Courier players such as GDEX (“buy”, target price [TP]: RM1.98) and Pos Malaysia Bhd ([You must be registered and logged in to see this image.] Financial Dashboard)’s (“buy”, TP: RM5.44) Pos Laju display promising growth in the logistics sector. The rise of online retail shopping — from business-to-consumer and customer-to-consumer businesses — has driven the burgeoning courier delivery industry. Another driving force that could propel the growth of the industry is if traditional brick and mortar retail outlets start to expand their distribution channels into online platforms.

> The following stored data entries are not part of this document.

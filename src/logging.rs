//! Tracing setup. The TUI owns stdout, so interactive sessions log to a file.

use std::fs::{self, OpenOptions};
use std::io;
use std::path::PathBuf;
use std::sync::Mutex;

use tracing_subscriber::EnvFilter;

use crate::config::LoggingConfig;

/// `bites.log` in the platform state directory (data directory as fallback).
pub fn default_log_path() -> PathBuf {
    let base = dirs::state_dir()
        .or_else(dirs::data_dir)
        .unwrap_or_else(|| PathBuf::from("."));
    base.join("frontend-bites").join("bites.log")
}

fn env_filter(config: &LoggingConfig) -> EnvFilter {
    EnvFilter::try_from_default_env().unwrap_or_else(|_| EnvFilter::new(&config.level))
}

/// Send logs to the configured file, appending.
///
/// Returns the path written to.
pub fn init_tracing(config: &LoggingConfig) -> io::Result<PathBuf> {
    let path = config.file.clone().unwrap_or_else(default_log_path);
    if let Some(parent) = path.parent() {
        fs::create_dir_all(parent)?;
    }
    let file = OpenOptions::new().create(true).append(true).open(&path)?;

    tracing_subscriber::fmt()
        .with_env_filter(env_filter(config))
        .with_target(true)
        .with_level(true)
        .with_ansi(false)
        .with_timer(tracing_subscriber::fmt::time::UtcTime::rfc_3339())
        .with_writer(Mutex::new(file))
        .init();

    Ok(path)
}

/// Log to stderr, for subcommands that print to stdout and exit.
pub fn init_stderr_tracing(config: &LoggingConfig) {
    tracing_subscriber::fmt()
        .with_env_filter(env_filter(config))
        .with_target(true)
        .with_level(true)
        .with_timer(tracing_subscriber::fmt::time::UtcTime::rfc_3339())
        .with_writer(io::stderr)
        .init();
}
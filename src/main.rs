use std::io;
use std::process::ExitCode;
use std::sync::Arc;

use anyhow::Context;
use clap::Parser;

use frontend_bites::bites::search::EmptyQueryPolicy;
use frontend_bites::catalog::Route;
use frontend_bites::cli::{print_catalog, print_search, resolve_route, Cli, Command};
use frontend_bites::config::{Config, ConfigStore};
use frontend_bites::logging;
use frontend_bites::preferences::{FilePreferenceStore, MemoryPreferenceStore, PreferenceStore};
use frontend_bites::theme::{SystemAppearance, ThemeController};
use frontend_bites::ui::runtime;

fn main() -> anyhow::Result<ExitCode> {
    let cli = Cli::parse();

    let config_path = cli.config.clone().unwrap_or_else(Config::config_path);
    let config = Config::load_from(&config_path)?;

    match cli.command {
        Some(Command::List { difficulty }) => {
            logging::init_stderr_tracing(&config.logging);
            print_catalog(&mut io::stdout().lock(), difficulty)?;
            return Ok(ExitCode::SUCCESS);
        }
        Some(Command::Search {
            term,
            show_all_on_empty,
        }) => {
            logging::init_stderr_tracing(&config.logging);
            let policy = if show_all_on_empty {
                EmptyQueryPolicy::ShowAll
            } else {
                config.search.empty_query
            };
            print_search(&mut io::stdout().lock(), &term, policy)?;
            return Ok(ExitCode::SUCCESS);
        }
        None => {}
    }

    let route = match cli.open.as_deref() {
        Some(id) => match resolve_route(id) {
            Ok(route) => route,
            Err(err) => {
                eprintln!("Error: {err}");
                return Ok(ExitCode::FAILURE);
            }
        },
        None => Route::Landing,
    };

    let log_path = logging::init_tracing(&config.logging).context("failed to open log file")?;
    tracing::info!(
        log = %log_path.display(),
        config = %config_path.display(),
        "frontend-bites starting"
    );

    let preferences: Arc<dyn PreferenceStore> =
        match FilePreferenceStore::open(FilePreferenceStore::default_path()) {
            Ok(store) => Arc::new(store),
            Err(err) => {
                tracing::warn!(error = %err, "preferences unavailable, theme will not persist");
                Arc::new(MemoryPreferenceStore::new())
            }
        };
    let theme = match cli.theme {
        Some(mode) => ThemeController::with_mode(preferences, mode.into()),
        None => ThemeController::load(
            preferences,
            SystemAppearance::from_setting(config.theme.mode),
        ),
    };

    runtime::run(ConfigStore::new(config, config_path), theme, route)?;
    tracing::info!("frontend-bites exited");
    Ok(ExitCode::SUCCESS)
}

We note the emergence of new online shopping websites. These entities help to enable fierce competition in the market, not only among the online peers but also for traditional brick and mortar players. While rising competition among online shopping players could put pressure on costs and consequently squeeze courier service providers’ margins, it could also lead to greater volume for couriers and encourage more players to enter the fray.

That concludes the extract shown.